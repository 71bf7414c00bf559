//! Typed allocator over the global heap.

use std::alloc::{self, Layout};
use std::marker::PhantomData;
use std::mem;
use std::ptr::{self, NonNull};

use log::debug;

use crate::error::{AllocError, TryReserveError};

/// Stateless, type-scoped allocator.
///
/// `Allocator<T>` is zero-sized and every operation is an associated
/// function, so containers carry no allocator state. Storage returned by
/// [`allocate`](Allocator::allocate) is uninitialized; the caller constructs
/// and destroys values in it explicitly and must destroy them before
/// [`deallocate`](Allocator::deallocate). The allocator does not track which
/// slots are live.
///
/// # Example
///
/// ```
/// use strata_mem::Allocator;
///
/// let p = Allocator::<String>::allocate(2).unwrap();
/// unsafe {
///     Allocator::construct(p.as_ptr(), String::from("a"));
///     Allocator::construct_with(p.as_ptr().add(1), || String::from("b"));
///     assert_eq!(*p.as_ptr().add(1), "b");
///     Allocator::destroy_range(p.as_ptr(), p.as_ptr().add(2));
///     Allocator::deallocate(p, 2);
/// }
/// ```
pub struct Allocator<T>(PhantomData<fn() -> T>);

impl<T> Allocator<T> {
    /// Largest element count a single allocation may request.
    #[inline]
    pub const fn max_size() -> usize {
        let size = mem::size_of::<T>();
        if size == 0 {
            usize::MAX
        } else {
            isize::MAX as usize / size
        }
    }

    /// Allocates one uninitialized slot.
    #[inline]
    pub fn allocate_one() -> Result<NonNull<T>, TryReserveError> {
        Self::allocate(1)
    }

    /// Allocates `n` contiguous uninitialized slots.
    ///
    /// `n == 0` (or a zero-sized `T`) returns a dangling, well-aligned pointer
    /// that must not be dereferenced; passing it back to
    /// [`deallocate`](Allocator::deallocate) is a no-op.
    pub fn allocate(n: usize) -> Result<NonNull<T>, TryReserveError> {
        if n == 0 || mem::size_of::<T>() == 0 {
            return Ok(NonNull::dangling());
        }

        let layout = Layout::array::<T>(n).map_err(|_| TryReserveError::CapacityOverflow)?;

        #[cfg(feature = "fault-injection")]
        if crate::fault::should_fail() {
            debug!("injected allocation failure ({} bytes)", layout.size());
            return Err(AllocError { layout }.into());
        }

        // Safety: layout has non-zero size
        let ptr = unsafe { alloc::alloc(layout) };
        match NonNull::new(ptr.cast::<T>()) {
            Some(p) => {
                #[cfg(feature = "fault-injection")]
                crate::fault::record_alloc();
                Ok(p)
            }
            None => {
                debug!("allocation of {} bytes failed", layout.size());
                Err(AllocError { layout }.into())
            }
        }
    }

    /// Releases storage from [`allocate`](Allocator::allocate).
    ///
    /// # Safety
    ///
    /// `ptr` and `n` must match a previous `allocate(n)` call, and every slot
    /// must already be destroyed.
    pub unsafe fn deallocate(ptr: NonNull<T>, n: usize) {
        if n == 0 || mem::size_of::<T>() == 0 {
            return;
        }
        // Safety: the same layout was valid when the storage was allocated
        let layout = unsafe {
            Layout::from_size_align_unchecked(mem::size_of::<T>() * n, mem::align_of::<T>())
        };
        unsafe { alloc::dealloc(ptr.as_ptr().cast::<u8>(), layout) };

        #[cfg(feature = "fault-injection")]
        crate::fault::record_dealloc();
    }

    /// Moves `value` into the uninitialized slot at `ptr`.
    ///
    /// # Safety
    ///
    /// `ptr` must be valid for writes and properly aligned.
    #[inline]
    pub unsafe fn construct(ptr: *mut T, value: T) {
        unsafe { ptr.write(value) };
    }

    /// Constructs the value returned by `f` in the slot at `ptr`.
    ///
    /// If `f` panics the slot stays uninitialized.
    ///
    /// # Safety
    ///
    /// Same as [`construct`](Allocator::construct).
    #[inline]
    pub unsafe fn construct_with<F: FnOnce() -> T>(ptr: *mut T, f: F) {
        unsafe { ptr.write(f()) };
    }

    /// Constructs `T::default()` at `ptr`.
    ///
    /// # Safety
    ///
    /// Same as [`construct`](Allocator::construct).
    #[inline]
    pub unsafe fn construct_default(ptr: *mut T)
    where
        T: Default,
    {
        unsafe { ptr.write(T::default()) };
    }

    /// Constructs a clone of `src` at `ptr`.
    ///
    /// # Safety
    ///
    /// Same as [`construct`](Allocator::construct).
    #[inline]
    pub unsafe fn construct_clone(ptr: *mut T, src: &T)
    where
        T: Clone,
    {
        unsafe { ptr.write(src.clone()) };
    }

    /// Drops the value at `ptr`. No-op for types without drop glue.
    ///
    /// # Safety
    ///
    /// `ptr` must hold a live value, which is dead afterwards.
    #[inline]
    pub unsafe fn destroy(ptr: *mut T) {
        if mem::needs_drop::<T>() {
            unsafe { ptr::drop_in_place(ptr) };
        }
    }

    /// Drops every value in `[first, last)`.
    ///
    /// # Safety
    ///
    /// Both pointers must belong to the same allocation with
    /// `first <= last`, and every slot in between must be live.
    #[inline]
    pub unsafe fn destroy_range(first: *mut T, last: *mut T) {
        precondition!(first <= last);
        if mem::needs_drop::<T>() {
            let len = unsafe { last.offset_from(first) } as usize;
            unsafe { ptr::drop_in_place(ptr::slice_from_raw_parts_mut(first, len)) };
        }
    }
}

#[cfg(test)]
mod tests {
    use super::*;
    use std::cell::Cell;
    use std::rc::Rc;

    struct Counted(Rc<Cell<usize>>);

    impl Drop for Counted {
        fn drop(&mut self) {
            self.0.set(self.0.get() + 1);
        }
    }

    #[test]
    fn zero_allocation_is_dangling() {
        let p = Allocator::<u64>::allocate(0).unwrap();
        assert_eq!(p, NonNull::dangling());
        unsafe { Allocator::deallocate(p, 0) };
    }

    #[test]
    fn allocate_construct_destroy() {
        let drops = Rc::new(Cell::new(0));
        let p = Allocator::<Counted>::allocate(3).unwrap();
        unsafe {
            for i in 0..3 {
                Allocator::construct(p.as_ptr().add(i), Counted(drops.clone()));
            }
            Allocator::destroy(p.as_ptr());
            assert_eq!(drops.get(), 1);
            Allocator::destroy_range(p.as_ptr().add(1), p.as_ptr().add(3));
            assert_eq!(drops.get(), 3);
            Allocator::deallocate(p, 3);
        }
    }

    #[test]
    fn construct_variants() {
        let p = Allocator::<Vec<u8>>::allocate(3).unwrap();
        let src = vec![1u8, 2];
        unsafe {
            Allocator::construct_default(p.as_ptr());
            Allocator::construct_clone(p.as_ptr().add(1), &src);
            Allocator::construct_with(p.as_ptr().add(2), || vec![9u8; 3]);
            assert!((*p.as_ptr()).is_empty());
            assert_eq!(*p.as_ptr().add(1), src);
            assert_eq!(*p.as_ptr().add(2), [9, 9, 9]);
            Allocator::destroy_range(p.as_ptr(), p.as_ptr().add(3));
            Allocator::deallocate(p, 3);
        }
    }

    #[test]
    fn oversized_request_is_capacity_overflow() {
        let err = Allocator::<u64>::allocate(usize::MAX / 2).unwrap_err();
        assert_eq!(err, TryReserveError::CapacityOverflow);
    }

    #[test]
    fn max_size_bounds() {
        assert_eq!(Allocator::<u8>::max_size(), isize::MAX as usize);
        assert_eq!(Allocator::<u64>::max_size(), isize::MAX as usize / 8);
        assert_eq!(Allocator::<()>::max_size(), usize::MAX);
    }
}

◆ ◆ ◆

The count alone is needed: how many lines of these entries contain the word "crate"?

### REPLY
4